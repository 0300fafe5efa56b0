use axum::{
    Json,
    http::StatusCode,
    response::{IntoResponse, Response},
};
use serde::Serialize;
use services::AttendanceError;
use tracing::error;

/// Outcome tag carried by every response body.
#[derive(Debug, Clone, Copy, PartialEq, Eq, Serialize)]
#[serde(rename_all = "snake_case")]
pub enum ResponseStatus {
    Success,
    Error,
    /// A session is already active; `data` describes it so the caller can
    /// resume it or retry with `force`.
    ExistingSession,
    /// The request was fine but produced no change (e.g. a capture matched nobody).
    Warning,
}

/// Standardized API response wrapper for all outgoing JSON responses.
///
/// ```json
/// {
///   "status": "success",
///   "message": "Attendance recorded",
///   "data": { ... }
/// }
/// ```
///
/// - `T` is the type of the `data` payload.
/// - `status` is one of `success`, `error`, `existing_session`, `warning`.
/// - `message` provides a human-readable context string.
#[derive(Serialize)]
pub struct ApiResponse<T>
where
    T: Serialize,
{
    pub status: ResponseStatus,
    pub message: String,
    pub data: T,
}

impl<T> ApiResponse<T>
where
    T: Serialize,
{
    pub fn success(data: T, message: impl Into<String>) -> Self {
        Self {
            status: ResponseStatus::Success,
            message: message.into(),
            data,
        }
    }

    pub fn warning(data: T, message: impl Into<String>) -> Self {
        Self {
            status: ResponseStatus::Warning,
            message: message.into(),
            data,
        }
    }

    pub fn existing_session(data: T, message: impl Into<String>) -> Self {
        Self {
            status: ResponseStatus::ExistingSession,
            message: message.into(),
            data,
        }
    }

    /// Constructs an error response with a message and default `data`.
    pub fn error(message: impl Into<String>) -> Self
    where
        T: Default,
    {
        Self {
            status: ResponseStatus::Error,
            message: message.into(),
            data: T::default(),
        }
    }
}

/// Handler error: an [`AttendanceError`] rendered as an `ApiResponse`.
#[derive(Debug)]
pub struct ApiError(pub AttendanceError);

impl From<AttendanceError> for ApiError {
    fn from(err: AttendanceError) -> Self {
        Self(err)
    }
}

impl ApiError {
    pub fn validation(msg: impl Into<String>) -> Self {
        Self(AttendanceError::Validation(msg.into()))
    }

    fn status_code(&self) -> StatusCode {
        match &self.0 {
            AttendanceError::Validation(_) => StatusCode::BAD_REQUEST,
            AttendanceError::Conflict(_)
            | AttendanceError::SessionNotActive { .. }
            | AttendanceError::NotActive { .. } => StatusCode::CONFLICT,
            AttendanceError::InvalidStudent { .. } => StatusCode::UNPROCESSABLE_ENTITY,
            AttendanceError::NotFound(_) => StatusCode::NOT_FOUND,
            AttendanceError::Forbidden(_) => StatusCode::FORBIDDEN,
            AttendanceError::Adapter(_) => StatusCode::BAD_GATEWAY,
            AttendanceError::Persistence(_) => StatusCode::INTERNAL_SERVER_ERROR,
        }
    }
}

impl IntoResponse for ApiError {
    fn into_response(self) -> Response {
        let code = self.status_code();

        match self.0 {
            AttendanceError::Conflict(conflict) => (
                code,
                Json(ApiResponse::existing_session(
                    *conflict,
                    "You already have an active attendance session",
                )),
            )
                .into_response(),
            AttendanceError::Persistence(e) => {
                error!(error = %e, "Database error while handling request");
                (
                    code,
                    Json(ApiResponse::<()>::error("Internal server error")),
                )
                    .into_response()
            }
            other => (code, Json(ApiResponse::<()>::error(other.to_string()))).into_response(),
        }
    }
}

• • •

PROBLEM TO SOLVE: Produce only the lines from the line containing "#[derive(Debug, Clone, Copy, PartialEq, Eq, Serialize)]" through the line containing "human-readable context string.", inclusive of both, exactly as they stand in the entries above.

WRITTEN ANSWER:
#[derive(Debug, Clone, Copy, PartialEq, Eq, Serialize)]
#[serde(rename_all = "snake_case")]
pub enum ResponseStatus {
    Success,
    Error,
    /// A session is already active; `data` describes it so the caller can
    /// resume it or retry with `force`.
    ExistingSession,
    /// The request was fine but produced no change (e.g. a capture matched nobody).
    Warning,
}

/// Standardized API response wrapper for all outgoing JSON responses.
///
/// ```json
/// {
///   "status": "success",
///   "message": "Attendance recorded",
///   "data": { ... }
/// }
/// ```
///
/// - `T` is the type of the `data` payload.
/// - `status` is one of `success`, `error`, `existing_session`, `warning`.
/// - `message` provides a human-readable context string.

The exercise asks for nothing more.